Love Letter to Highway 83
Driving my favorite part of Ga. Highway 83, it’s easy to lose track of time. With only an occasional house or rusted fence to break up the miles of pine trees, irrigated cornfields and rolling pastures dotted with anthills, driving easily takes a back seat to my thoughts.
Deemed a Scenic Byway by the state, Ga. 83 is an 86.5-mile two-lane road that traverses from Monroe south to Juliette, passing through the Piedmont National Wildlife Refuge and crossing the Ocmulgee River along the way. Its shoulders are so narrow at times, road signs fight for real estate among the milk weed and oak saplings.
I haven’t driven Ga. 83 from beginning to end, but the 35-mile stretch from Bostwick to Monticello has been a part of my life since I was 12. It connects the hamlet of Bostwick, where I grew up, to Madison, where I went to school, and to a handful of other towns I’ve lived in my 36 years.
As a kid riding the school bus, I can remember staring through the scratched windows at the rows and rows of young loblolly pines near the highway’s intersection with Nolan Store Road and wondering if the deer liked the neat arrangement, or if they preferred the natural disorder of the forest, like God made it.
When the state repaved Ga. 83 in the early 1990s, I remember following behind the road crew on my bicycle, weaving through the freshly painted dashes and stripes on that hot summer asphalt, coating my tires with yellow reflective paint.
My first job was at the Bostwick cotton gin. I was 15 and would park my faded yellow dirt bike on the shoulder of Ga. 83, just outside the gin’s sliding tin door. I wanted everyone to know I was big enough to work.
Back then Ga. 83 didn’t mean much to me. It was just a road, like any other, that got me from point A to point B. But it took on greater meaning when I moved to Barnesville to attend Gordon College. Like many folks, my late teenage years weren’t the easiest; rebellion and scrapes with the law didn’t mix too well with the deeply conservative, traditional home and community I grew up in. Ga. 83 represented freedom to me — freedom from the small town judgments and ways I had grown weary of.
Even when I wasn’t excited about returning home, I always looked forward to the drive. I can remember the first smells of spring rushing through the cab of my truck and how alive everything felt. From Barnesville, I would pick up Ga. 83 in Monticello and follow it up through the one-stop town of Shady Dale, past the decades-old café and abandoned snow cone stand, to Madison where I would turn left at Ye Old Colonial Restaurant and end my journey in Bostwick.

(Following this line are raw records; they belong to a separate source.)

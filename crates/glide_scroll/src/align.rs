//! Page and item alignment of glide targets

use glide_core::{Axis, Vec2};

use crate::config::ScrollConfig;
use crate::position::PositionState;

/// How the candidate target was produced
#[derive(Debug, Clone, Copy, PartialEq)]
pub enum AlignMotion {
    /// Release of a drag: `drag_origin` is the display at touch-begin and
    /// `release` the display when the finger lifted
    Inertial { drag_origin: Vec2, release: Vec2 },
    /// Programmatic scroll or refresh, measured from the current display
    Settled { display: Vec2 },
}

/// Whether a position `delta` units into an item of `size` should snap to
/// the following item. `direction > 0` means the offset is increasing.
pub fn should_snap_to_next(direction: f64, delta: f64, size: f64, threshold: f64) -> bool {
    if direction > 0.0 {
        delta > threshold * size
    } else if direction < 0.0 {
        delta > (1.0 - threshold) * size
    } else {
        delta > size / 2.0
    }
}

/// Page mode and snap-to-item alignment
#[derive(Debug, Clone, Copy)]
pub struct AlignmentResolver {
    page_mode: bool,
    snap_to_item: bool,
    paging_threshold: f64,
    snapping_threshold: f64,
}

impl AlignmentResolver {
    pub fn new(config: &ScrollConfig) -> Self {
        Self {
            page_mode: config.page_mode,
            snap_to_item: config.snap_to_item,
            paging_threshold: config.tuning.paging_threshold,
            snapping_threshold: config.tuning.snapping_threshold,
        }
    }

    pub fn is_active(&self) -> bool {
        self.page_mode || self.snap_to_item
    }

    pub fn snapping_threshold(&self) -> f64 {
        self.snapping_threshold
    }

    /// Align a candidate target. `snap` maps a position and motion direction
    /// to the nearest item boundary and is only consulted in snap mode.
    pub fn align<S>(&self, pos: Vec2, position: &PositionState, motion: AlignMotion, snap: S) -> Vec2
    where
        S: FnOnce(Vec2, Vec2) -> Option<Vec2>,
    {
        if self.page_mode {
            let mut out = pos;
            for axis in Axis::BOTH {
                out[axis] = self.align_by_page(pos[axis], axis, position, motion);
            }
            out
        } else if self.snap_to_item {
            let direction = match motion {
                AlignMotion::Inertial { drag_origin, .. } => pos - drag_origin,
                AlignMotion::Settled { .. } => Vec2::ZERO,
            };
            let Some(snapped) = snap(pos, direction) else {
                return pos;
            };
            let overlap = position.overlap();
            let mut out = pos;
            for axis in Axis::BOTH {
                if pos[axis] > 0.0 && pos[axis] < overlap[axis] {
                    out[axis] = snapped[axis];
                }
            }
            out
        } else {
            pos
        }
    }

    fn last_page(content: f64, page_size: f64) -> i64 {
        ((content / page_size).ceil() as i64 - 1).max(0)
    }

    fn page_at(pos: f64, overlap: f64, content: f64, page_size: f64) -> i64 {
        if pos < 0.0 {
            0
        } else if pos > overlap {
            Self::last_page(content, page_size)
        } else {
            (pos / page_size).floor() as i64
        }
    }

    fn align_by_page(&self, pos: f64, axis: Axis, position: &PositionState, motion: AlignMotion) -> f64 {
        let page_size = position.page_size()[axis];
        let overlap = position.overlap()[axis];
        let content = position.content_size()[axis];
        if page_size <= 0.0 || overlap <= 0.0 {
            return pos;
        }

        let mut out = pos;
        let mut page = Self::page_at(pos, overlap, content, page_size);
        if pos < 0.0 {
            out = 0.0;
        } else if pos <= overlap {
            let reference = match motion {
                AlignMotion::Inertial { drag_origin, .. } => drag_origin[axis],
                AlignMotion::Settled { display } => display[axis],
            };
            let change = pos - reference;
            let test_size = page_size.min(content - (page + 1) as f64 * page_size);
            let delta = pos - page as f64 * page_size;

            let advance = if change.abs() > page_size {
                delta > test_size * 0.5
            } else if change > 0.0 {
                delta > test_size * self.paging_threshold
            } else {
                delta > test_size * (1.0 - self.paging_threshold)
            };
            if advance {
                page += 1;
            }
            out = (page as f64 * page_size).min(overlap);
        }

        // Never skip more than one page from the one visible at drag start
        if let AlignMotion::Inertial { drag_origin, release } = motion {
            let old_page = Self::page_at(release[axis], overlap, content, page_size);
            let start_page = (drag_origin[axis] / page_size).floor() as i64;
            if (page - start_page).abs() > 1 && (old_page - start_page).abs() <= 1 {
                page = if page > start_page {
                    start_page + 1
                } else {
                    start_page - 1
                };
                out = (page as f64 * page_size).clamp(0.0, overlap);
                tracing::debug!("page guard limited release to page {page}");
            }
        }

        out
    }
}

#[cfg(test)]
mod tests {
    use super::*;
    use crate::config::ScrollDirection;

    fn pager(pages: f64) -> (AlignmentResolver, PositionState) {
        let config = ScrollConfig::paged();
        let mut position = PositionState::new(ScrollDirection::Horizontal);
        position.set_view_size(Vec2::new(300.0, 300.0));
        position.set_content_size(Vec2::new(300.0 * pages, 300.0));
        (AlignmentResolver::new(&config), position)
    }

    #[test]
    fn test_short_forward_flick_advances() {
        let (resolver, position) = pager(5.0);
        let motion = AlignMotion::Inertial {
            drag_origin: Vec2::ZERO,
            release: Vec2::new(40.0, 0.0),
        };
        // 50 units into page 0 while moving forward crosses 10%
        let out = resolver.align(Vec2::new(50.0, 0.0), &position, motion, |_, _| None);
        assert_eq!(out.x, 300.0);
    }

    #[test]
    fn test_short_backward_drag_returns() {
        let (resolver, position) = pager(5.0);
        let motion = AlignMotion::Inertial {
            drag_origin: Vec2::new(300.0, 0.0),
            release: Vec2::new(260.0, 0.0),
        };
        // Moving back from page 1, 250 units into page 0 is under 90%
        let out = resolver.align(Vec2::new(250.0, 0.0), &position, motion, |_, _| None);
        assert_eq!(out.x, 0.0);
    }

    #[test]
    fn test_long_drag_uses_half_page() {
        let (resolver, position) = pager(5.0);
        let motion = AlignMotion::Settled {
            display: Vec2::ZERO,
        };
        let out = resolver.align(Vec2::new(640.0, 0.0), &position, motion, |_, _| None);
        assert_eq!(out.x, 600.0);
        let out = resolver.align(Vec2::new(760.0, 0.0), &position, motion, |_, _| None);
        assert_eq!(out.x, 900.0);
    }

    #[test]
    fn test_guard_limits_to_one_page() {
        let (resolver, position) = pager(10.0);
        let motion = AlignMotion::Inertial {
            drag_origin: Vec2::ZERO,
            release: Vec2::new(80.0, 0.0),
        };
        let out = resolver.align(Vec2::new(1500.0, 0.0), &position, motion, |_, _| None);
        assert_eq!(out.x, 300.0);
    }

    #[test]
    fn test_should_snap_to_next() {
        assert!(should_snap_to_next(1.0, 6.0, 50.0, 0.1));
        assert!(!should_snap_to_next(-1.0, 40.0, 50.0, 0.1));
        assert!(should_snap_to_next(-1.0, 46.0, 50.0, 0.1));
        assert!(should_snap_to_next(0.0, 26.0, 50.0, 0.1));
        assert!(!should_snap_to_next(0.0, 24.0, 50.0, 0.1));
    }

    #[test]
    fn test_snap_only_inside_range() {
        let config = ScrollConfig {
            snap_to_item: true,
            ..Default::default()
        };
        let resolver = AlignmentResolver::new(&config);
        let mut position = PositionState::new(ScrollDirection::Vertical);
        position.set_view_size(Vec2::new(100.0, 100.0));
        position.set_content_size(Vec2::new(100.0, 500.0));

        let motion = AlignMotion::Settled {
            display: Vec2::ZERO,
        };
        let snap = |p: Vec2, _dir: Vec2| Some(Vec2::new(p.x, (p.y / 50.0).round() * 50.0));
        assert_eq!(resolver.align(Vec2::new(0.0, 130.0), &position, motion, snap).y, 150.0);
        assert_eq!(resolver.align(Vec2::new(0.0, 420.0), &position, motion, snap).y, 420.0);
    }
}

Over the next several years, I lived below the Fall Line, attending Valdosta State and working as a reporter for the Moultrie Observer. I landed in Griffin the summer of 2004, starting a job as a photojournalist for the Griffin Daily News. I would spend the better part of the next 10 years in that city. All that time, Ga. 83 was still the way back home.
Whenever possible, I would time my trips back home in the warmer months so I could glide through at dusk, when the light turned blue and the crickets started their song. With all four windows down and the thick Georgia humidity swirling around me, it was like a baptism in a South Georgia black water river. I felt cleansed.

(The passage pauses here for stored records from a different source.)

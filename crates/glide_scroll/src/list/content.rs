//! Visible-window resolution of a virtual list
//!
//! [`ListContent`] is the [`ScrollHost`] of a virtual list's pane. Every
//! scroll re-resolves which items intersect the view, binds widgets to
//! them (stealing widgets from items that just left the window before
//! asking the pool), renders newly bound items, and reports measured size
//! changes back to the pane so visible items stay put.

use glide_core::Vec2;

use super::item::{ItemFactory, ListItem, Positionable, Resizable, ResourceId};
use super::layout::{ListLayout, VirtualLayoutEngine};
use super::recycler::{ItemRecycler, WidgetId};
use crate::error::{Result, ScrollError};
use crate::event::ScrollHost;
use crate::pane::ScrollPane;

/// Passes a line layout may take to fill the view
pub const MAX_FILL_ATTEMPTS: u32 = 20;

/// Renders logical item `index` into a widget
pub type ItemRenderer<T> = Box<dyn FnMut(usize, &mut T)>;

/// Picks the resource for logical item `index` (`None` = default)
pub type ItemProvider = Box<dyn FnMut(usize) -> Option<ResourceId>>;

pub(crate) struct ListContent<F: ItemFactory> {
    pub(crate) engine: VirtualLayoutEngine,
    pub(crate) recycler: ItemRecycler<F>,
    pub(crate) renderer: Option<ItemRenderer<F::Item>>,
    pub(crate) provider: Option<ItemProvider>,
    pub(crate) default_resource: ResourceId,
    /// Geometry changed; rebuild on the next tick
    pub(crate) dirty: bool,
    error: Option<ScrollError>,
}
//! Frame clock
//!
//! The host drives time explicitly by calling [`FrameClock::advance`] once per
//! frame. Velocity tracking and tweens read from this clock so behavior is
//! deterministic under test.

/// Monotonic per-viewport clock
#[derive(Clone, Debug)]
pub struct FrameClock {
    elapsed: f64,
    frame: u64,
    target_fps: u32,
}

impl FrameClock {
    pub fn new() -> Self {
        Self {
            elapsed: 0.0,
            frame: 0,
            target_fps: 60,
        }
    }

    pub fn set_target_fps(&mut self, fps: u32) {
        self.target_fps = fps.max(1);
    }

    pub fn target_fps(&self) -> u32 {
        self.target_fps
    }

    /// Advance by `dt` seconds. Negative deltas are ignored.
    pub fn advance(&mut self, dt: f64) {
        if dt > 0.0 && dt.is_finite() {
            self.elapsed += dt;
        } else if dt < 0.0 {
            tracing::trace!("ignoring negative frame delta {dt}");
        }
        self.frame += 1;
    }

    /// Seconds since the clock was created
    pub fn now(&self) -> f64 {
        self.elapsed
    }

    pub fn frame(&self) -> u64 {
        self.frame
    }

    /// Nominal seconds between frames
    pub fn frame_interval(&self) -> f64 {
        1.0 / self.target_fps as f64
    }
}

impl Default for FrameClock {
    fn default() -> Self {
        Self::new()
    }
}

At some point, I began to take photographs on my drive. Of the hundreds of thousands of photographs I have taken in my lifetime, I have more of this road than any other.
Last February I moved to Atlanta. Now my drive home is an 80-mph ride out the colorless I-20. It’s a lot faster, but it’s hard to reflect on anything, the interstate’s whine competing with my thoughts. The whole thing has the monotony of a plane ride — you get on and you get off. Nothing revelatory happens on interstates — there’s nothing new to see, nothing to carry you away.
Like the time I came upon a man driving an electric wheelchair along Ga. 83’s steep hills just north of Monticello. His name was Ron Beekman, and he was just out for a drive.
“How far is Monticello?” he asked me when I stopped to talk. I told him it was about three or four miles. He nodded and assured me that he had more than enough battery to get there.
Though Ga. 83 isn’t my route back to Bostwick anymore, I still take it when I can. Like when a song changes meaning through the years, Ga. 83 continually reveals new things to me — things that help me get lost in my thoughts and gain a better perspective. It’s a song I don’t think I’ll ever tire of hearing.
It was an honor to have this essay and many of these photos ran in the Sunday, Aug 2, 2015 edition as part of their “Personal Journeys” series. The layout was absolutely beautiful … Thank you to everyone at the AJC I worked with on this project.